“It’ll probably be something you don’t want to answer.”
“I don’t want to answer any of them.”
“All right.” She shifted her backside, planted her elbow on her thigh, her chin in her palm, and studied the scowling man, wondering what she could ask that would present a challenge but not scare him off. “When you cry out in your sleep, are you dreaming about the war?”
“A dream is something you want. No, I don’t dream about the war.” He looked toward the fire. “But it’s there in my head when I sleep.” He shifted his gaze back to her. “This sure ain’t like any game I ever played.”
“When was the last time you played a game … not counting checkers?”
“How many questions do you get?” She smiled. “You’re right. Your turn. I’ll take a question.” “Anything?” “Anything.”
Houston stretched out beside her and traced a finger in the dirt. He could ask her anything, and she’d answer it. Maybe she would have all along, but asking questions was as foreign to him as giving an apology had once been. He didn’t want to parrot her, but he couldn’t think of anything to ask. “Sometimes, you whimper in your sleep. What are you thinking about then?”
“My sisters … as they were the last time I saw them.”
“I should have figured that.”
“I don’t dream about them as much since the storm, since I told you about them. And more often when I do dream about them, I see them as they were before the war … when we played games like this. It still hurts to think about them, but it’s a different sort of hurt. A good hurt.”
“That doesn’t make any sense. What exactly is a good hurt?”
She held up a finger. “One question. Tell me the truth or take a dare.”
“A dare, I reckon. I’ve answered enough questions.”
She eased alongside him. “Kiss me as though I had no contract binding me to another.”
“You don’t want that.”
“Afraid?”
Hell, yes, he was afraid. Afraid he’d forget that she was bound to his brother. Afraid he wouldn’t find the strength to keep riding west in the morning. Afraid she’d touch the part of him that longed for softness until he couldn’t ignore it. “Unbraid your hair,” he rasped.
She sat up and draped the long braid over one shoulder. Nimbly her fingers worked the strands free. The firelight sent its red glow over her golden tresses, each strand seeming to have a life of its own as it curled over her shoulder, circled the curve of her breast, trailed down to her waist.
It was her game, her rules. He’d always been afraid not to follow the rules or to stray from the path. She ran her tongue over her lips, the innocent woman he knew turning into a temptress. Raised on an elbow, he threaded his fingers through her hair and pulled her mouth down to his.
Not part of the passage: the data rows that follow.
//! Event validation and normalization.
//!
//! [`validate_and_normalize`] turns a [`NewEvent`] into an [`Event`] or a
//! [`ValidationError`] listing every offending field. Defaults are filled
//! in on success: a UUID v4 `id`, the current time as `timestamp` and
//! [`EventPriority::Normal`].

use std::collections::BTreeMap;

use chrono::Utc;
use serde::Serialize;
use serde_json::Value;

use crate::event::{
    is_valid_event_type, Event, EventPriority, NewEvent, CUSTOM_EVENT_PREFIX, SYSTEM_EVENT_TYPES,
};

const MISSING_FIELD: &str = "Missing data for required field.";
const EMPTY_FIELD: &str = "Field may not be empty.";

// ---------------------------------------------------------------------------
// ValidationError
// ---------------------------------------------------------------------------

/// Field-level validation failures, keyed by field name.
#[derive(Debug, Clone, Default, PartialEq, Eq, Serialize, thiserror::Error)]
#[error("Invalid event: {}", format_messages(&self.messages))]
#[serde(transparent)]
pub struct ValidationError {
    messages: BTreeMap<String, Vec<String>>,
}

impl ValidationError {
    fn push(&mut self, field: &str, message: impl Into<String>) {
        self.messages
            .entry(field.to_string())
            .or_default()
            .push(message.into());
    }

    /// All messages, grouped by field.
    pub fn messages(&self) -> &BTreeMap<String, Vec<String>> {
        &self.messages
    }

    /// Whether `field` has at least one message.
    pub fn has_field(&self, field: &str) -> bool {
        self.messages.contains_key(field)
    }

    pub fn is_empty(&self) -> bool {
        self.messages.is_empty()
    }
}

fn format_messages(messages: &BTreeMap<String, Vec<String>>) -> String {
    messages
        .iter()
        .map(|(field, msgs)| format!("{field}: {}", msgs.join(" ")))
        .collect::<Vec<_>>()
        .join("; ")
}

// ---------------------------------------------------------------------------
// Validation
// ---------------------------------------------------------------------------

/// Validate a raw event and fill in defaults.
///
/// Required: `event_type`, `source_module`, `data` (a JSON object).
/// `event_type` must be a system type or start with `CUSTOM_`; `priority`,
/// when given, must name an [`EventPriority`]. Pure: no side effects.
pub fn validate_and_normalize(raw: NewEvent) -> Result<Event, ValidationError> {
    let mut errors = ValidationError::default();

    let id = optional_non_empty(&mut errors, "id", raw.id);
    let source_module = required_string(&mut errors, "source_module", raw.source_module);

    let event_type = required_string(&mut errors, "event_type", raw.event_type);
    if let Some(ref t) = event_type {
        if !is_valid_event_type(t) {
            errors.push(
                "event_type",
                format!(
                    "Invalid event type. Must be one of {SYSTEM_EVENT_TYPES:?} or start with '{CUSTOM_EVENT_PREFIX}'"
                ),
            );
        }
    }

    let priority = match raw.priority.as_deref() {
        None => Some(EventPriority::Normal),
        Some(p) => match p.parse::<EventPriority>() {
            Ok(p) => Some(p),
            Err(_) => {
                errors.push("priority", "Must be one of: low, normal, high, critical.");
                None
            }
        },
    };

    let data = match raw.data {
        None | Some(Value::Null) => {
            errors.push("data", MISSING_FIELD);
            None
        }
        Some(v @ Value::Object(_)) => Some(v),
        Some(_) => {
            errors.push("data", "Not a valid mapping type.");
            None
        }
    };

    match (event_type, source_module, priority, data) {
        (Some(event_type), Some(source_module), Some(priority), Some(data))
            if errors.is_empty() =>
        {
            Ok(Event {
                id: id.unwrap_or_else(|| uuid::Uuid::new_v4().to_string()),
                event_type,
                timestamp: raw.timestamp.unwrap_or_else(Utc::now),
                source_module,
                source_version: raw.source_version,
                priority,
                correlation_id: raw.correlation_id,
                causation_id: raw.causation_id,
                idempotency_key: raw.idempotency_key,
                data,
                processed: false,
            })
        }
        _ => Err(errors),
    }
}

fn required_string(
    errors: &mut ValidationError,
    field: &str,
    value: Option<String>,
) -> Option<String> {
    match value {
        None => {
            errors.push(field, MISSING_FIELD);
            None
        }
        Some(s) if s.trim().is_empty() => {
            errors.push(field, EMPTY_FIELD);
            None
        }
        Some(s) => Some(s),
    }
}

fn optional_non_empty(
    errors: &mut ValidationError,
    field: &str,
    value: Option<String>,
) -> Option<String> {
    match value {
        Some(s) if s.trim().is_empty() => {
            errors.push(field, EMPTY_FIELD);
            None
        }
        other => other,
    }
}

// ---------------------------------------------------------------------------
// Tests
// ---------------------------------------------------------------------------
She released a sound, more of a mewl than a whimper, her lips parting slightly in invitation. He didn’t have to be asked twice.
Rolling her over, he slipped his tongue into her mouth and relished the feel of heaven.
Amelia ignored the hard ground below her, and welcomed the firm man above her. His fevered kiss curled her toes as she rubbed her foot along his calf. Groaning, he slipped his knee between her thighs, and she arched up against him.
He tore his mouth from hers, his breathing labored as he laid his bristly cheek against hers. “Don’t do that.”
“Why?”
“Just don’t,” he rasped as he brought his mouth back to hers.
She thought his hot mouth might devour her, and she didn’t care. She had embraced Dallas’s dreams, but now she wanted more. She wanted love; she wanted to feel the sunrise in a kiss, the glow of a full moon in a touch, the warmth of the fire in a caress.
His questing mouth gentled, but his fingers tightened their hold.
“God, I want to touch you,” he said in a husky voice as he trailed his mouth along the column of her throat.
“Then do.”
He chuckled low. “Woman, you don’t know what you’re saying.”